JOURNEE DES INSCRITS AUX ENSEIGNEMENTS – Séminaire L’envers de la psychanalyse
23 mars 2024
Hélène Berroul
L’Envers d’une prescription
Dans le séminaire L’Envers de la psychanalyse Lacan interprète la psychanalyse à rebours du sens commun et tord le cou notamment à la reprise du projet freudien par les successeurs de l’inventeur de la psychanalyse. Il souhaite dès 1964, lors de l’Acte de fondation, restaurer « le soc tranchant de sa vérité »[1].

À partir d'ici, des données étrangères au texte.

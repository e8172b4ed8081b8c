#![forbid(unsafe_code)]

//! Press feedback that scales an element down (or up) while it is held.
//!
//! Independent of corner dragging: it shares only the click timing rule.
//! On `Down` the element animates from `base` to `base ± delta` and holds
//! there. On release it animates back to `base`; a tap starts the way back
//! from a slightly larger offset with an overshoot curve so the element
//! visibly bounces.

use tracing::{debug, warn};
use web_time::Duration;

use crate::animation::{Animation, Interpolator, Tween};
use crate::config::ScaleConfig;
use crate::event::{DeviceMetrics, TouchAction, TouchEvent};
use crate::gesture::TouchTracker;

/// The element receiving scale feedback.
pub trait ScaleSurface {
    /// Pressed-state feedback.
    fn set_pressed(&mut self, _pressed: bool) {}

    /// Replace any running scale animation with `animation`.
    fn start_scale(&mut self, animation: ScaleAnimation);

    fn perform_click(&mut self) -> bool;

    fn perform_long_click(&mut self) -> bool;

    /// Device constants. Read once, on the first press.
    fn metrics(&self) -> DeviceMetrics {
        DeviceMetrics::default()
    }
}

/// Uniform scale animation around the element center.
#[derive(Debug, Clone, PartialEq)]
pub struct ScaleAnimation {
    tween: Tween,
    fill_after: bool,
}

impl ScaleAnimation {
    #[must_use]
    pub fn new(from: f32, to: f32, duration: Duration) -> Self {
        Self {
            tween: Tween::new(from, to, duration),
            fill_after: false,
        }
    }

    #[must_use]
    pub fn with_interpolator(mut self, interpolator: Interpolator) -> Self {
        self.tween = self.tween.with_interpolator(interpolator);
        self
    }

    /// Keep the end scale once finished instead of reverting to 1.0.
    #[must_use]
    pub fn with_fill_after(mut self, fill_after: bool) -> Self {
        self.fill_after = fill_after;
        self
    }

    #[inline]
    #[must_use]
    pub fn from_scale(&self) -> f32 {
        self.tween.start_value()
    }

    #[inline]
    #[must_use]
    pub fn to_scale(&self) -> f32 {
        self.tween.end_value()
    }

    #[inline]
    #[must_use]
    pub fn duration(&self) -> Duration {
        self.tween.duration()
    }

    #[inline]
    #[must_use]
    pub fn interpolator(&self) -> Interpolator {
        self.tween.interpolator()
    }

    #[inline]
    #[must_use]
    pub fn fill_after(&self) -> bool {
        self.fill_after
    }

    /// Scale to draw with this frame.
    #[must_use]
    pub fn scale(&self) -> f32 {
        if self.tween.is_complete() && !self.fill_after {
            1.0
        } else {
            self.tween.value()
        }
    }
}

impl Animation for ScaleAnimation {
    fn tick(&mut self, dt: Duration) {
        self.tween.tick(dt);
    }

    fn is_complete(&self) -> bool {
        self.tween.is_complete()
    }

    fn value(&self) -> f32 {
        self.scale()
    }

    fn reset(&mut self) {
        self.tween.reset();
    }
}

/// Scale-on-press listener.
#[derive(Debug, Clone)]
pub struct ScaleOnPressListener {
    config: ScaleConfig,
    tracker: TouchTracker,
    slop_known: bool,
}

impl Default for ScaleOnPressListener {
    fn default() -> Self {
        Self::new(ScaleConfig::default())
    }
}

impl ScaleOnPressListener {
    #[must_use]
    pub fn new(config: ScaleConfig) -> Self {
        Self {
            config,
            tracker: TouchTracker::new(0.0),
            slop_known: false,
        }
    }

    #[inline]
    #[must_use]
    pub fn config(&self) -> &ScaleConfig {
        &self.config
    }

    /// Scale held while pressed.
    #[must_use]
    pub fn pressed_scale(&self) -> f32 {
        self.config.base_scale + self.config.scale_type.sign() * self.config.delta_scale
    }

    /// Feed one touch event. Always consumes it.
    pub fn on_touch<S: ScaleSurface>(&mut self, event: &TouchEvent, surface: &mut S) -> bool {
        match event.action {
            TouchAction::Down => self.begin_press(event, surface),
            TouchAction::Move => {
                if !self.tracker.has_session() {
                    warn!(x = event.raw.x, y = event.raw.y, "move without down, pressing here");
                    self.begin_press(event, surface);
                }
                self.tracker.update(event.raw);
            }
            TouchAction::Up | TouchAction::Cancel => {
                let tapped = event.action == TouchAction::Up
                    && self.tracker.has_session()
                    && !self.tracker.is_dragging();
                if tapped {
                    if event.elapsed() < self.config.tap_time {
                        debug!("scale listener: click");
                        surface.perform_click();
                    } else {
                        debug!("scale listener: long click");
                        surface.perform_long_click();
                    }
                }
                self.tracker.finish();
                surface.set_pressed(false);
                surface.start_scale(self.release_animation(tapped));
            }
        }
        true
    }

    fn begin_press<S: ScaleSurface>(&mut self, event: &TouchEvent, surface: &mut S) {
        if !self.slop_known {
            self.tracker.set_slop(surface.metrics().touch_slop);
            self.slop_known = true;
        }
        self.tracker.begin(event.raw);
        surface.set_pressed(true);
        surface.start_scale(self.press_animation());
    }

    fn press_animation(&self) -> ScaleAnimation {
        ScaleAnimation::new(self.config.base_scale, self.pressed_scale(), self.config.duration)
            .with_fill_after(true)
    }

    fn release_animation(&self, tapped: bool) -> ScaleAnimation {
        let boost = if tapped { self.config.tap_boost } else { 0.0 };
        let delta = (self.config.delta_scale + boost) * self.config.scale_type.sign();
        let to = self.config.base_scale;
        let from = (to + delta).max(0.0);
        let animation = ScaleAnimation::new(from, to, self.config.duration);
        if tapped {
            animation.with_interpolator(Interpolator::OVERSHOOT)
        } else {
            animation
        }
    }
}
impl<D: CornerDragDelegate> CornerDragListener<D> {
    /// Listener with default thresholds and tunings.
    #[must_use]
    pub fn new(delegate: D) -> Self {
        Self::with_config(delegate, CornerDragConfig::default())
    }

    #[must_use]
    pub fn with_config(delegate: D, config: CornerDragConfig) -> Self {
        Self {
            delegate,
            config,
            metrics: None,
            tracker: TouchTracker::new(0.0),
            velocity: VelocityTracker::new(),
            attached: None,
            finger_offset: Point::default(),
            start_center: Point::default(),
            settle: None,
            last_release: None,
        }
    }

    #[inline]
    #[must_use]
    pub fn config(&self) -> &CornerDragConfig {
        &self.config
    }

    #[inline]
    #[must_use]
    pub fn delegate(&self) -> &D {
        &self.delegate
    }

    #[inline]
    pub fn delegate_mut(&mut self) -> &mut D {
        &mut self.delegate
    }

    #[inline]
    #[must_use]
    pub fn state(&self) -> TouchState {
        self.tracker.state()
    }

    /// Whether a pointer is down.
    #[inline]
    #[must_use]
    pub fn has_session(&self) -> bool {
        self.tracker.has_session()
    }

    /// Bounding area, once attached.
    #[must_use]
    pub fn area(&self) -> Option<Rect> {
        self.attached.as_ref().map(|a| a.area)
    }

    /// Valid top-left positions, once attached.
    #[must_use]
    pub fn movement_area(&self) -> Option<Rect> {
        self.attached.as_ref().map(|a| a.movement)
    }

    /// Outcome of the most recent release.
    #[inline]
    #[must_use]
    pub fn last_release(&self) -> Option<ReleaseOutcome> {
        self.last_release
    }

    /// Completion signal of the most recent settle.
    #[must_use]
    pub fn settle_handle(&self) -> Option<&SettleHandle> {
        self.settle.as_ref()
    }

    /// Whether the springs are moving.
    #[must_use]
    pub fn is_animating(&self) -> bool {
        self.attached
            .as_ref()
            .is_some_and(|a| a.animator.is_running())
    }

    /// Feed one touch event.
    pub fn on_touch<S: DragSurface>(&mut self, event: &TouchEvent, surface: &mut S) -> bool {
        trace!(action = ?event.action, x = event.raw.x, y = event.raw.y, "touch");
        match event.action {
            TouchAction::Down => self.handle_down(event, surface),
            TouchAction::Move => self.handle_move(event, surface),
            TouchAction::Up | TouchAction::Cancel => self.handle_release(event, surface),
        }
    }

    /// Advance the springs by one frame and move the surface.
    ///
    /// Returns the settle result on the frame it completes.
    pub fn tick<S: DragSurface>(&mut self, dt: Duration, surface: &mut S) -> Option<Settled> {
        let attached = self.attached.as_mut()?;
        if !attached.animator.is_running() && !attached.animator.has_pending_settle() {
            return None;
        }
        let settled = attached.animator.tick(dt);
        surface.set_position(attached.animator.position());
        if let Some(settled) = settled {
            self.delegate.on_corner_reached(settled);
        }
        settled
    }

    /// Stop the springs where they are. A pending settle is cancelled.
    pub fn clear_animation(&mut self) {
        if let Some(attached) = self.attached.as_mut() {
            attached.animator.cancel();
        }
    }

    /// Settle into `corner` of the movement area.
    pub fn move_to_corner<S: DragSurface>(&mut self, corner: Corner, surface: &S) -> SettleHandle {
        self.attach(surface);
        let attached = self
            .attached
            .get_or_insert_with(|| Attached::new(surface, &mut self.delegate, &self.config));
        let point = attached.movement.corner(corner);
        let handle = attached.animator.settle_to(corner, point);
        self.settle = Some(handle.clone());
        handle
    }

    /// Settle into the corner nearest the element's current position.
    pub fn move_to_nearest_corner<S: DragSurface>(&mut self, surface: &S) -> SettleHandle {
        let corner = self.current_corner(surface);
        self.move_to_corner(corner, surface)
    }

    /// Corner of the movement area nearest the element's position.
    pub fn current_corner<S: DragSurface>(&mut self, surface: &S) -> Corner {
        self.attach(surface);
        self.attached
            .as_ref()
            .map_or(Corner::TopLeft, |a| a.movement.nearest_corner(surface.position()))
    }

    // -----------------------------------------------------------------------
    // Event handling
    // -----------------------------------------------------------------------

    /// Read metrics and build geometry on first use.
    fn attach<S: DragSurface>(&mut self, surface: &S) {
        if self.metrics.is_none() {
            let metrics = surface.metrics();
            self.tracker.set_slop(metrics.touch_slop);
            self.metrics = Some(metrics);
        }
        if self.attached.is_none() {
            self.attached = Some(Attached::new(surface, &mut self.delegate, &self.config));
        }
    }

    fn begin_session<S: DragSurface>(&mut self, event: &TouchEvent, surface: &mut S) {
        self.attach(surface);
        let position = surface.position();
        let size = surface.size();
        if let Some(attached) = self.attached.as_mut() {
            if attached.size != size {
                attached.resize(size, &mut self.delegate);
            }
            // Sync the springs with wherever the host left the element.
            attached.animator.snap_to(position);
        }
        self.tracker.begin(event.raw);
        self.velocity.clear();
        self.velocity.add(event.event_time, event.raw);
        self.finger_offset = position.delta(event.raw);
        self.start_center = center_of(position, size);
        surface.set_pressed(true);
    }

    fn handle_down<S: DragSurface>(&mut self, event: &TouchEvent, surface: &mut S) -> bool {
        self.begin_session(event, surface);
        self.delegate.on_down(event)
    }

    fn handle_move<S: DragSurface>(&mut self, event: &TouchEvent, surface: &mut S) -> bool {
        if !self.tracker.has_session() {
            warn!(x = event.raw.x, y = event.raw.y, "move without down, starting session here");
            self.begin_session(event, surface);
        } else {
            self.velocity.add(event.event_time, event.raw);
        }
        self.tracker.update(event.raw);

        let allow_out = self.config.allow_move_out_of_area;
        let offset = self.finger_offset;
        if let Some(attached) = self.attached.as_mut() {
            let mut target = event.raw.offset(offset.x, offset.y);
            if !allow_out {
                target = attached.movement.clamp(target);
            }
            attached.animator.follow(target);
        }

        if self.tracker.is_dragging() {
            self.delegate.on_move(event)
        } else {
            true
        }
    }

    fn handle_release<S: DragSurface>(&mut self, event: &TouchEvent, surface: &mut S) -> bool {
        if !self.tracker.has_session() {
            debug!(action = ?event.action, "release without session, ignored");
            self.velocity.clear();
            surface.set_pressed(false);
            return false;
        }
        self.velocity.add(event.event_time, event.raw);

        let elapsed = event.elapsed();
        let outcome = self.resolve_release(event, elapsed, surface);
        debug!(?outcome, elapsed_ms = elapsed.as_millis() as u64, "release");

        self.velocity.clear();
        self.tracker.finish();
        surface.set_pressed(false);
        self.last_release = Some(outcome);
        self.delegate.on_stop(event, &outcome)
    }

    fn resolve_release<S: DragSurface>(
        &mut self,
        event: &TouchEvent,
        elapsed: Duration,
        surface: &mut S,
    ) -> ReleaseOutcome {
        let position = surface.position();
        let mut click_suppressed = false;

        if event.action == TouchAction::Up && self.tracker.state() == TouchState::Resting {
            let near_corner = self.attached.as_ref().is_some_and(|a| {
                a.movement
                    .is_near_corner(position, self.config.corner_click_tolerance)
            });
            if !self.config.only_corner_click || near_corner {
                return if elapsed < self.config.tap_time {
                    surface.perform_click();
                    ReleaseOutcome::Click
                } else {
                    surface.perform_long_click();
                    ReleaseOutcome::LongClick
                };
            }
            debug!(x = position.x, y = position.y, "not near a corner, click suppressed");
            click_suppressed = true;
        }

        let Some(attached) = self.attached.as_mut() else {
            // begin_session always attaches; keep the element where it is.
            return ReleaseOutcome::Settle {
                corner: Corner::TopLeft,
                point: position,
                fling: false,
                click_suppressed,
            };
        };

        let mut fling_corner = None;
        if !click_suppressed && elapsed < self.config.fling_time {
            let metrics = self.metrics.unwrap_or_default();
            let input = FlingInput {
                velocity: self.velocity.compute_velocity(metrics.maximum_fling_velocity),
                start_center: self.start_center,
                end_center: center_of(position, surface.size()),
                area: attached.area,
            };
            let thresholds = FlingThresholds {
                minimum_fling_velocity: metrics.minimum_fling_velocity,
                threshold_velocity_x: self.config.threshold_velocity_x,
                threshold_velocity_y: self.config.threshold_velocity_y,
                distance_pass_percent: self.config.fling_distance_pass_percent,
            };
            fling_corner = resolve_fling(&input, &thresholds).corner;
        }

        let corner = fling_corner.unwrap_or_else(|| attached.movement.nearest_corner(position));
        let point = attached.movement.corner(corner);
        self.settle = Some(attached.animator.settle_to(corner, point));
        ReleaseOutcome::Settle {
            corner,
            point,
            fling: fling_corner.is_some(),
            click_suppressed,
        }
    }
}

L’Envers tranche en effet pour faire entendre le risque d’une confusion qui serait notamment d’amalgamer discours du psychanalyste et discours de la psychanalyse. Ce n’est pas la psychanalyse qui occupe une place, qui détermine son discours, mais le psychanalyste. « Il y a du psychanalyste »[2].

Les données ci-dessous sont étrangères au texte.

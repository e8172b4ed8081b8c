#![forbid(unsafe_code)]

//! Fling classification: turns a release's velocity and displacement into
//! a target corner.
//!
//! The decision is a pure function of [`FlingInput`] and
//! [`FlingThresholds`]; it never touches springs or surfaces.
//!
//! # Policy
//!
//! 1. Velocities below `minimum_fling_velocity` are zeroed.
//! 2. An axis' velocity passes when `|v| > minimum_fling_velocity + threshold`.
//! 3. An axis' displacement passes when
//!    `100 * |d| / extent > distance_pass_percent`. Zero-extent axes fail.
//! 4. An axis resolves to the sign of its displacement when both pass.
//! 5. Two resolved axes pick their matching corner. One resolved axis picks
//!    the side given by which half of the bounding area the gesture started
//!    in on the other axis. No resolved axis yields no corner; the caller
//!    falls back to nearest-corner snapping.

use tracing::debug;

use crate::geometry::{Corner, Point, Rect};

/// Horizontal fling direction.
#[derive(Debug, Clone, Copy, PartialEq, Eq)]
pub enum HorizontalDirection {
    Left,
    Right,
    Unknown,
}

/// Vertical fling direction.
#[derive(Debug, Clone, Copy, PartialEq, Eq)]
pub enum VerticalDirection {
    Up,
    Down,
    Unknown,
}

/// Thresholds for fling classification.
#[derive(Debug, Clone, Copy, PartialEq)]
pub struct FlingThresholds {
    /// Device minimum fling velocity (px/s).
    pub minimum_fling_velocity: f32,
    /// Extra horizontal velocity (px/s) required on top of the minimum.
    pub threshold_velocity_x: f32,
    /// Extra vertical velocity (px/s) required on top of the minimum.
    pub threshold_velocity_y: f32,
    /// Displacement needed, as a percentage of the area extent.
    pub distance_pass_percent: f32,
}

/// Measurements taken at release.
#[derive(Debug, Clone, Copy, PartialEq)]
pub struct FlingInput {
    /// Release velocity (px/s), already capped by the device maximum.
    pub velocity: Point,
    /// Element center when the gesture went down.
    pub start_center: Point,
    /// Element center at release.
    pub end_center: Point,
    /// Bounding area the element moves in.
    pub area: Rect,
}

impl FlingInput {
    /// Net center displacement over the gesture.
    #[inline]
    #[must_use]
    pub fn displacement(&self) -> Point {
        self.end_center.delta(self.start_center)
    }
}

/// Outcome of fling classification.
#[derive(Debug, Clone, Copy, PartialEq, Eq)]
pub struct FlingDecision {
    pub horizontal: HorizontalDirection,
    pub vertical: VerticalDirection,
    /// Target corner, or `None` when neither axis resolved.
    pub corner: Option<Corner>,
}

impl FlingDecision {
    /// Whether at least one axis resolved to a direction.
    #[inline]
    #[must_use]
    pub fn is_fling(&self) -> bool {
        self.corner.is_some()
    }
}

fn velocity_passes(v: f32, minimum: f32, threshold: f32) -> bool {
    let v = if v.abs() < minimum { 0.0 } else { v };
    v.abs() > minimum + threshold
}

fn distance_passes(d: f32, extent: f32, percent: f32) -> bool {
    if extent <= 0.0 {
        return false;
    }
    100.0 * d.abs() / extent > percent
}

/// Classify a release.
#[must_use]
pub fn resolve_fling(input: &FlingInput, thresholds: &FlingThresholds) -> FlingDecision {
    let d = input.displacement();
    let area = &input.area;

    let vx_pass = velocity_passes(
        input.velocity.x,
        thresholds.minimum_fling_velocity,
        thresholds.threshold_velocity_x,
    );
    let vy_pass = velocity_passes(
        input.velocity.y,
        thresholds.minimum_fling_velocity,
        thresholds.threshold_velocity_y,
    );
    let dx_pass = distance_passes(d.x, area.width(), thresholds.distance_pass_percent);
    let dy_pass = distance_passes(d.y, area.height(), thresholds.distance_pass_percent);

    let horizontal = match (vx_pass && dx_pass, d.x) {
        (true, dx) if dx > 0.0 => HorizontalDirection::Right,
        (true, dx) if dx < 0.0 => HorizontalDirection::Left,
        _ => HorizontalDirection::Unknown,
    };
    let vertical = match (vy_pass && dy_pass, d.y) {
        (true, dy) if dy > 0.0 => VerticalDirection::Down,
        (true, dy) if dy < 0.0 => VerticalDirection::Up,
        _ => VerticalDirection::Unknown,
    };

    let started_top = input.start_center.y < area.top + area.height() / 2.0;
    let started_left = input.start_center.x < area.left + area.width() / 2.0;

    let corner = match (horizontal, vertical) {
        (HorizontalDirection::Unknown, VerticalDirection::Unknown) => None,
        (HorizontalDirection::Unknown, v) => {
            Some(Corner::from_sides(started_left, v == VerticalDirection::Up))
        }
        (h, VerticalDirection::Unknown) => {
            Some(Corner::from_sides(h == HorizontalDirection::Left, started_top))
        }
        (h, v) => Some(Corner::from_sides(
            h == HorizontalDirection::Left,
            v == VerticalDirection::Up,
        )),
    };

    debug!(
        vx = input.velocity.x,
        vy = input.velocity.y,
        dx = d.x,
        dy = d.y,
        ?horizontal,
        ?vertical,
        ?corner,
        "fling resolved"
    );

    FlingDecision {
        horizontal,
        vertical,
        corner,
    }
}

#[cfg(test)]
mod tests {
    use super::*;

    fn loose() -> FlingThresholds {
        FlingThresholds {
            minimum_fling_velocity: 0.0,
            threshold_velocity_x: 0.0,
            threshold_velocity_y: 0.0,
            distance_pass_percent: 1.0,
        }
    }

    fn input(velocity: Point, start: Point, displacement: Point) -> FlingInput {
        FlingInput {
            velocity,
            start_center: start,
            end_center: start.offset(displacement.x, displacement.y),
            area: Rect::new(0.0, 0.0, 100.0, 100.0),
        }
    }

    #[test]
    fn horizontal_right_started_top_goes_top_right() {
        let d = resolve_fling(
            &input(Point::new(500.0, 0.0), Point::new(20.0, 20.0), Point::new(60.0, 0.0)),
            &loose(),
        );
        assert_eq!(d.horizontal, HorizontalDirection::Right);
        assert_eq!(d.vertical, VerticalDirection::Unknown);
        assert_eq!(d.corner, Some(Corner::TopRight));
    }

    #[test]
    fn horizontal_right_started_bottom_goes_bottom_right() {
        let d = resolve_fling(
            &input(Point::new(500.0, 0.0), Point::new(20.0, 80.0), Point::new(60.0, 0.0)),
            &loose(),
        );
        assert_eq!(d.corner, Some(Corner::BottomRight));
    }

    #[test]
    fn vertical_only_uses_start_column() {
        let d = resolve_fling(
            &input(Point::new(0.0, -800.0), Point::new(80.0, 80.0), Point::new(0.0, -40.0)),
            &loose(),
        );
        assert_eq!(d.vertical, VerticalDirection::Up);
        assert_eq!(d.corner, Some(Corner::TopRight));
    }

    #[test]
    fn diagonal_picks_matching_corner() {
        let d = resolve_fling(
            &input(Point::new(-900.0, 900.0), Point::new(80.0, 20.0), Point::new(-30.0, 30.0)),
            &loose(),
        );
        assert_eq!(d.corner, Some(Corner::BottomLeft));
    }

    #[test]
    fn velocity_without_distance_is_not_a_fling() {
        let d = resolve_fling(
            &input(Point::new(900.0, 900.0), Point::new(50.0, 50.0), Point::new(0.5, 0.5)),
            &loose(),
        );
        assert!(!d.is_fling());
    }

    #[test]
    fn distance_without_velocity_is_not_a_fling() {
        let d = resolve_fling(
            &input(Point::new(0.0, 0.0), Point::new(50.0, 50.0), Point::new(40.0, 40.0)),
            &loose(),
        );
        assert!(!d.is_fling());
    }

    #[test]
    fn velocity_must_exceed_minimum_plus_threshold() {
        let thresholds = FlingThresholds {
            minimum_fling_velocity: 100.0,
            threshold_velocity_x: 400.0,
            threshold_velocity_y: 430.0,
            distance_pass_percent: 1.0,
        };
        let start = Point::new(20.0, 20.0);
        let shift = Point::new(60.0, 0.0);
        let at_limit = resolve_fling(&input(Point::new(500.0, 0.0), start, shift), &thresholds);
        assert!(!at_limit.is_fling());
        let above = resolve_fling(&input(Point::new(501.0, 0.0), start, shift), &thresholds);
        assert_eq!(above.corner, Some(Corner::TopRight));
    }

    #[test]
    fn zero_extent_area_never_passes_distance() {
        let mut inp = input(Point::new(900.0, 900.0), Point::new(0.0, 0.0), Point::new(50.0, 50.0));
        inp.area = Rect::new(0.0, 0.0, 0.0, 0.0);
        let d = resolve_fling(&inp, &loose());
        assert_eq!(d.horizontal, HorizontalDirection::Unknown);
        assert_eq!(d.vertical, VerticalDirection::Unknown);
        assert!(d.corner.is_none());
    }

    #[test]
    fn start_half_respects_area_offset() {
        let mut inp = input(
            Point::new(500.0, 0.0),
            Point::new(220.0, 260.0),
            Point::new(60.0, 0.0),
        );
        inp.area = Rect::new(200.0, 200.0, 300.0, 300.0);
        let d = resolve_fling(&inp, &loose());
        assert_eq!(d.corner, Some(Corner::BottomRight));
    }
}
impl SpringTuning {
    pub const STIFFNESS_HIGH: f32 = 10_000.0;
    pub const STIFFNESS_MEDIUM: f32 = 1_500.0;
    pub const STIFFNESS_LOW: f32 = 200.0;
    pub const STIFFNESS_VERY_LOW: f32 = 50.0;

    pub const DAMPING_RATIO_HIGH_BOUNCY: f32 = 0.2;
    pub const DAMPING_RATIO_MEDIUM_BOUNCY: f32 = 0.5;
    pub const DAMPING_RATIO_LOW_BOUNCY: f32 = 0.75;
    pub const DAMPING_RATIO_NO_BOUNCY: f32 = 1.0;

    /// Snappy, non-oscillating: used while following the finger.
    pub const FOLLOW: SpringTuning =
        SpringTuning::new(Self::STIFFNESS_HIGH, Self::DAMPING_RATIO_NO_BOUNCY);

    /// Soft with visible overshoot: used when settling into a corner.
    pub const SETTLE: SpringTuning =
        SpringTuning::new(Self::STIFFNESS_VERY_LOW, Self::DAMPING_RATIO_MEDIUM_BOUNCY);

    #[must_use]
    pub const fn new(stiffness: f32, damping_ratio: f32) -> Self {
        Self {
            stiffness,
            damping_ratio,
        }
    }
}

/// A damped harmonic oscillator on one axis.
///
/// # Example
///
/// ```
/// use web_time::Duration;
/// use floatsnap_core::animation::{Spring, SpringTuning};
///
/// let mut spring = Spring::new(0.0, 300.0).with_tuning(SpringTuning::new(400.0, 1.0));
/// for _ in 0..120 {
///     spring.advance(Duration::from_millis(16));
/// }
/// assert!((spring.position() - 300.0).abs() < 1.0);
/// assert!(!spring.is_running());
/// ```
#[derive(Debug, Clone)]
pub struct Spring {
    position: f64,
    velocity: f64,
    target: f64,
    initial: f64,
    stiffness: f64,
    damping: f64,
    min: f64,
    max: f64,
    rest_threshold: f64,
    velocity_threshold: f64,
    at_rest: bool,
}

Lacan insiste sur ce point. Il prend ainsi l’exemple de la thèse d’Anika Rifflet-Lemaire, dont le titre Jacques Lacan est suffisamment explicite concernant le sujet, et dont il fait la préface. Une thèse sur Lacan, préfacée par Lacan, quel gage d’une plus grande garantie ? Lacan suppose que cela « lui allège les ailes »[3]. Pas si sûr au vu de son propos et de la reprise de ces fameuses ailes dont il joue sur la sonorité dans cette préface… Car Lacan déconstruit l’attendu et produit l’impolitesse de ne pas répondre tout à fait à la commande. Il indique précisément comment, d’ânonner ses aphorismes, de paraphraser maladroitement ses formules peut amener au pire. Ce qu’il souligne d’ailleurs comme effet de la reprise freudienne de l’Ego Psychology Américaine et de ses effets délétères qu’il va même jusque qualifier de « propagande analytique »[4] ou de « nouvel obscurantisme »[5]. Lacan ne répond pas à la commande car il souligne la différence produite justement par le discours selon la place prise par celui qui commande ce discours, selon l’agent comme il le nomme. Une thèse universitaire est prise de fait dans le discours universitaire et même si son sujet est Lacan, elle ne peut le traduire que prise dans ce discours.
A l’université la psychanalyse peut être enseignée, en ce sens, « la psychanalyse produit du discours universitaire »[6]. On enseigne « Lacan », on pourrait donc faire apprendre Lacan. Que cela produit-il concrètement ?
J’ai été étudiante à l’université de Rennes 2, suivant des études de psychologie avec un parcours de master intitulé psychopathologie clinique et psychanalytique, puis une thèse au sein de l’école doctorale et du laboratoire de recherche en psychopathologie et psychanalyse. Quelque chose donc de la psychanalyse s’enseigne à l’université et les recherches s’en orientent. Le savoir, le S2 en position d’agent engage l’étudiant de ce type de parcours universitaire à une certaine connaissance des savoirs sur la psychanalyse.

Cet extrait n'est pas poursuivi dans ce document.